== Data shown ==
use std::path::Path;

use serde::{Deserialize, Serialize};
use tracing::warn;
use urlscope_pattern::UrlMatchPattern;

use crate::ScopeError;

#[derive(Debug, Clone, Default, Serialize, Deserialize, PartialEq, Eq)]
#[serde(default)]
pub struct ScopeConfig {
    pub rules: Vec<ScopeRule>,
}

#[derive(Debug, Clone, Serialize, Deserialize, PartialEq, Eq)]
pub struct ScopeRule {
    pub rule_type: ScopeRuleType,
    #[serde(with = "urlscope_pattern::as_raw")]
    pub pattern: UrlMatchPattern,
    #[serde(default = "enabled_by_default")]
    pub enabled: bool,
}

#[derive(Debug, Clone, Copy, Serialize, Deserialize, PartialEq, Eq)]
#[serde(rename_all = "lowercase")]
pub enum ScopeRuleType {
    Include,
    Exclude,
}

fn enabled_by_default() -> bool {
    true
}

impl ScopeRule {
    pub fn include(pattern: impl Into<UrlMatchPattern>) -> Self {
        Self {
            rule_type: ScopeRuleType::Include,
            pattern: pattern.into(),
            enabled: true,
        }
    }

    pub fn exclude(pattern: impl Into<UrlMatchPattern>) -> Self {
        Self {
            rule_type: ScopeRuleType::Exclude,
            pattern: pattern.into(),
            enabled: true,
        }
    }
}

impl ScopeConfig {
    pub fn from_toml(raw: &str) -> Result<Self, ScopeError> {
        let config: Self = toml::from_str(raw).map_err(|err| ScopeError::Config(err.to_string()))?;
        for (index, rule) in config.rules.iter().enumerate() {
            if !rule.pattern.is_valid() {
                warn!(
                    rule = index,
                    pattern = rule.pattern.as_str(),
                    "scope rule pattern is invalid and will match nothing"
                );
            }
        }
        Ok(config)
    }

    pub fn to_toml(&self) -> Result<String, ScopeError> {
        toml::to_string_pretty(self).map_err(|err| ScopeError::Config(err.to_string()))
    }

    pub fn load(path: &Path) -> Result<Self, ScopeError> {
        let raw = std::fs::read_to_string(path)?;
        Self::from_toml(&raw)
    }

    pub fn load_or_create(path: &Path) -> Result<Self, ScopeError> {
        if path.exists() {
            Self::load(path)
        } else {
            let config = Self::default();
            config.save(path)?;
            Ok(config)
        }
    }

    pub fn save(&self, path: &Path) -> Result<(), ScopeError> {
        std::fs::write(path, self.to_toml()?)?;
        Ok(())
    }

    pub fn invalid_rules(&self) -> impl Iterator<Item = (usize, &ScopeRule)> {
        self.rules
            .iter()
            .enumerate()
            .filter(|(_, rule)| !rule.pattern.is_valid())
    }
}
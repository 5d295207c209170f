use std::convert::Infallible;
use std::fmt;
use std::str::FromStr;
use std::sync::OnceLock;

use regex::Regex;
use serde::{Deserialize, Serialize};
use urlscope_core::Property;

pub const DEFAULT_SEPARATOR: &str = "\n";

const KV_SEPARATOR: char = ':';

static HEADER_LINE: OnceLock<Regex> = OnceLock::new();
static FOLD: OnceLock<Regex> = OnceLock::new();

fn header_line() -> &'static Regex {
    HEADER_LINE.get_or_init(|| Regex::new(r"(?mR)^(\S+):(.*)$").unwrap())
}

fn fold() -> &'static Regex {
    FOLD.get_or_init(|| Regex::new(r"\r\n([ \t])").unwrap())
}

#[derive(Debug, Clone, Default, PartialEq, Eq, Serialize, Deserialize)]
pub struct Header {
    pub key: String,
    pub value: String,
    /// Set when the header was added by the tool itself rather than the user.
    #[serde(default, skip_serializing_if = "Option::is_none")]
    pub system: Option<bool>,
    #[serde(default, skip_serializing_if = "Option::is_none")]
    pub disabled: Option<bool>,
}

#[derive(Debug, Clone, Default, PartialEq, Eq, Serialize, Deserialize)]
pub struct HeaderDefinition {
    #[serde(default)]
    pub key: Option<String>,
    #[serde(default)]
    pub value: Option<String>,
    #[serde(default, skip_serializing_if = "Option::is_none")]
    pub system: Option<bool>,
    #[serde(default, skip_serializing_if = "Option::is_none")]
    pub disabled: Option<bool>,
}

impl Header {
    pub fn new(key: impl Into<String>, value: impl Into<String>) -> Self {
        Self {
            key: key.into(),
            value: value.into(),
            system: None,
            disabled: None,
        }
    }

    pub fn from_definition(definition: HeaderDefinition) -> Self {
        let mut header = Self::default();
        header.update(definition);
        header
    }

    /// Parses a block of `Name: value` lines. Folded continuation lines
    /// (CRLF followed by a space or tab) are joined first; lines without a
    /// colon after a non-blank name are skipped.
    pub fn parse(text: &str) -> Vec<Header> {
        let unfolded = fold().replace_all(text, "$1");
        header_line()
            .captures_iter(&unfolded)
            .map(|captures| Header::new(&captures[1], captures[2].trim()))
            .collect()
    }

    /// Splits at the first colon; without one the whole input is the key.
    pub fn parse_single(line: &str) -> Header {
        match line.split_once(KV_SEPARATOR) {
            Some((key, value)) => Header::new(key.trim(), value.trim()),
            None => Header::new(line.trim(), ""),
        }
    }

    /// Joins headers with `separator`, `\n` when none (or an empty one) is given.
    pub fn unparse(headers: &[Header], separator: Option<&str>) -> String {
        let separator = separator
            .filter(|separator| !separator.is_empty())
            .unwrap_or(DEFAULT_SEPARATOR);
        headers
            .iter()
            .map(Header::unparse_single)
            .collect::<Vec<_>>()
            .join(separator)
    }

    pub fn unparse_single(&self) -> String {
        format!("{}{} {}", self.key, KV_SEPARATOR, self.value)
    }
}

impl Property for Header {
    type Definition = HeaderDefinition;

    const PROPERTY_NAME: &'static str = "Header";

    fn update(&mut self, definition: HeaderDefinition) {
        self.key = definition.key.unwrap_or_default();
        self.value = definition.value.unwrap_or_default();
        if definition.system.is_some() {
            self.system = definition.system;
        }
        if definition.disabled.is_some() {
            self.disabled = definition.disabled;
        }
    }

    fn to_definition(&self) -> HeaderDefinition {
        HeaderDefinition {
            key: Some(self.key.clone()),
            value: Some(self.value.clone()),
            system: self.system,
            disabled: self.disabled,
        }
    }

    fn is_disabled(&self) -> bool {
        self.disabled.unwrap_or(false)
    }
}

impl FromStr for Header {
    type Err = Infallible;

    fn from_str(line: &str) -> Result<Self, Self::Err> {
        Ok(Header::parse_single(line))
    }
}

impl fmt::Display for Header {
    fn fmt(&self, f: &mut fmt::Formatter<'_>) -> fmt::Result {
        write!(f, "{}: {}", self.key, self.value)
    }
}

== Assignment ==
What is needed is a verbatim copy of the data, complete from first line to last.

== Answer area ==
use std::path::Path;

use serde::{Deserialize, Serialize};
use tracing::warn;
use urlscope_pattern::UrlMatchPattern;

use crate::ScopeError;

#[derive(Debug, Clone, Default, Serialize, Deserialize, PartialEq, Eq)]
#[serde(default)]
pub struct ScopeConfig {
    pub rules: Vec<ScopeRule>,
}

#[derive(Debug, Clone, Serialize, Deserialize, PartialEq, Eq)]
pub struct ScopeRule {
    pub rule_type: ScopeRuleType,
    #[serde(with = "urlscope_pattern::as_raw")]
    pub pattern: UrlMatchPattern,
    #[serde(default = "enabled_by_default")]
    pub enabled: bool,
}

#[derive(Debug, Clone, Copy, Serialize, Deserialize, PartialEq, Eq)]
#[serde(rename_all = "lowercase")]
pub enum ScopeRuleType {
    Include,
    Exclude,
}

fn enabled_by_default() -> bool {
    true
}

impl ScopeRule {
    pub fn include(pattern: impl Into<UrlMatchPattern>) -> Self {
        Self {
            rule_type: ScopeRuleType::Include,
            pattern: pattern.into(),
            enabled: true,
        }
    }

    pub fn exclude(pattern: impl Into<UrlMatchPattern>) -> Self {
        Self {
            rule_type: ScopeRuleType::Exclude,
            pattern: pattern.into(),
            enabled: true,
        }
    }
}

impl ScopeConfig {
    pub fn from_toml(raw: &str) -> Result<Self, ScopeError> {
        let config: Self = toml::from_str(raw).map_err(|err| ScopeError::Config(err.to_string()))?;
        for (index, rule) in config.rules.iter().enumerate() {
            if !rule.pattern.is_valid() {
                warn!(
                    rule = index,
                    pattern = rule.pattern.as_str(),
                    "scope rule pattern is invalid and will match nothing"
                );
            }
        }
        Ok(config)
    }

    pub fn to_toml(&self) -> Result<String, ScopeError> {
        toml::to_string_pretty(self).map_err(|err| ScopeError::Config(err.to_string()))
    }

    pub fn load(path: &Path) -> Result<Self, ScopeError> {
        let raw = std::fs::read_to_string(path)?;
        Self::from_toml(&raw)
    }

    pub fn load_or_create(path: &Path) -> Result<Self, ScopeError> {
        if path.exists() {
            Self::load(path)
        } else {
            let config = Self::default();
            config.save(path)?;
            Ok(config)
        }
    }

    pub fn save(&self, path: &Path) -> Result<(), ScopeError> {
        std::fs::write(path, self.to_toml()?)?;
        Ok(())
    }

    pub fn invalid_rules(&self) -> impl Iterator<Item = (usize, &ScopeRule)> {
        self.rules
            .iter()
            .enumerate()
            .filter(|(_, rule)| !rule.pattern.is_valid())
    }
}
repository 5d295207c209170f
use std::convert::Infallible;
use std::fmt;
use std::str::FromStr;
use std::sync::OnceLock;

use regex::Regex;
use serde::{Deserialize, Serialize};
use urlscope_core::Property;

pub const DEFAULT_SEPARATOR: &str = "\n";

const KV_SEPARATOR: char = ':';

static HEADER_LINE: OnceLock<Regex> = OnceLock::new();
static FOLD: OnceLock<Regex> = OnceLock::new();

fn header_line() -> &'static Regex {
    HEADER_LINE.get_or_init(|| Regex::new(r"(?mR)^(\S+):(.*)$").unwrap())
}

fn fold() -> &'static Regex {
    FOLD.get_or_init(|| Regex::new(r"\r\n([ \t])").unwrap())
}

#[derive(Debug, Clone, Default, PartialEq, Eq, Serialize, Deserialize)]
pub struct Header {
    pub key: String,
    pub value: String,
    /// Set when the header was added by the tool itself rather than the user.
    #[serde(default, skip_serializing_if = "Option::is_none")]
    pub system: Option<bool>,
    #[serde(default, skip_serializing_if = "Option::is_none")]
    pub disabled: Option<bool>,
}

#[derive(Debug, Clone, Default, PartialEq, Eq, Serialize, Deserialize)]
pub struct HeaderDefinition {
    #[serde(default)]
    pub key: Option<String>,
    #[serde(default)]
    pub value: Option<String>,
    #[serde(default, skip_serializing_if = "Option::is_none")]
    pub system: Option<bool>,
    #[serde(default, skip_serializing_if = "Option::is_none")]
    pub disabled: Option<bool>,
}

impl Header {
    pub fn new(key: impl Into<String>, value: impl Into<String>) -> Self {
        Self {
            key: key.into(),
            value: value.into(),
            system: None,
            disabled: None,
        }
    }

    pub fn from_definition(definition: HeaderDefinition) -> Self {
        let mut header = Self::default();
        header.update(definition);
        header
    }

    /// Parses a block of `Name: value` lines. Folded continuation lines
    /// (CRLF followed by a space or tab) are joined first; lines without a
    /// colon after a non-blank name are skipped.
    pub fn parse(text: &str) -> Vec<Header> {
        let unfolded = fold().replace_all(text, "$1");
        header_line()
            .captures_iter(&unfolded)
            .map(|captures| Header::new(&captures[1], captures[2].trim()))
            .collect()
    }

    /// Splits at the first colon; without one the whole input is the key.
    pub fn parse_single(line: &str) -> Header {
        match line.split_once(KV_SEPARATOR) {
            Some((key, value)) => Header::new(key.trim(), value.trim()),
            None => Header::new(line.trim(), ""),
        }
    }

    /// Joins headers with `separator`, `\n` when none (or an empty one) is given.
    pub fn unparse(headers: &[Header], separator: Option<&str>) -> String {
        let separator = separator
            .filter(|separator| !separator.is_empty())
            .unwrap_or(DEFAULT_SEPARATOR);
        headers
            .iter()
            .map(Header::unparse_single)
            .collect::<Vec<_>>()
            .join(separator)
    }

    pub fn unparse_single(&self) -> String {
        format!("{}{} {}", self.key, KV_SEPARATOR, self.value)
    }
}

impl Property for Header {
    type Definition = HeaderDefinition;

    const PROPERTY_NAME: &'static str = "Header";

    fn update(&mut self, definition: HeaderDefinition) {
        self.key = definition.key.unwrap_or_default();
        self.value = definition.value.unwrap_or_default();
        if definition.system.is_some() {
            self.system = definition.system;
        }
        if definition.disabled.is_some() {
            self.disabled = definition.disabled;
        }
    }

    fn to_definition(&self) -> HeaderDefinition {
        HeaderDefinition {
            key: Some(self.key.clone()),
            value: Some(self.value.clone()),
            system: self.system,
            disabled: self.disabled,
        }
    }

    fn is_disabled(&self) -> bool {
        self.disabled.unwrap_or(false)
    }
}

impl FromStr for Header {
    type Err = Infallible;

    fn from_str(line: &str) -> Result<Self, Self::Err> {
        Ok(Header::parse_single(line))
    }
}

impl fmt::Display for Header {
    fn fmt(&self, f: &mut fmt::Formatter<'_>) -> fmt::Result {
        write!(f, "{}: {}", self.key, self.value)
    }
}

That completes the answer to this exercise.